WHAT IS EXPECTED:
Copy every line below that has the word "String" in it.
++++ WORKING DATA
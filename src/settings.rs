use config::{Config, ConfigError, File};
use serde::Deserialize;

#[derive(Debug, Deserialize)]
pub struct Postgres {
    pub url: String,
}

#[derive(Debug, Deserialize)]
pub struct Server {
    pub host: String,
    pub port: u16,
}

#[derive(Debug, Deserialize)]
pub struct App {
    /// Shared receiving address shown to every user; falls back to the
    /// address generated at registration when unset.
    pub deposit_address: Option<String>,
    pub admin_access_code: String,
    pub min_deposit_in_cents: i64,
    pub require_tx_hash: bool,
    pub auto_confirm_deposits: bool,
    pub session_ttl_minutes: u64,
}

#[derive(Debug, Deserialize)]
pub struct Settings {
    pub postgres: Postgres,
    pub server: Server,
    pub app: App,
}

impl Settings {
    pub fn new(path: &str) -> Result<Self, ConfigError> {
        let config = Config::builder()
            .add_source(File::with_name(path))
            .build()?;

        config.try_deserialize()
    }
}
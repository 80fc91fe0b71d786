use axum::{extract::State, response::IntoResponse, Json};
use serde_json::json;

use super::{AppJson, AppState, AuthUser};
use crate::models::deposits::{NewDeposit, STATUS_CONFIRMED};
use crate::services::ServiceError;

pub async fn submit(
    State(state): State<AppState>,
    auth: AuthUser,
    AppJson(req): AppJson<NewDeposit>,
) -> Result<impl IntoResponse, ServiceError> {
    let deposit = state.deposits.submit(&auth.user_id, req).await?;

    let message = if deposit.status == STATUS_CONFIRMED {
        "Deposit confirmed"
    } else {
        "Deposit submitted, awaiting admin validation"
    };

    Ok(Json(json!({
        "success": true,
        "message": message,
        "deposit": deposit,
    })))
}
++++++++
TASK SOLUTION:
    pub url: String,
    pub host: String,
    pub deposit_address: Option<String>,
    pub admin_access_code: String,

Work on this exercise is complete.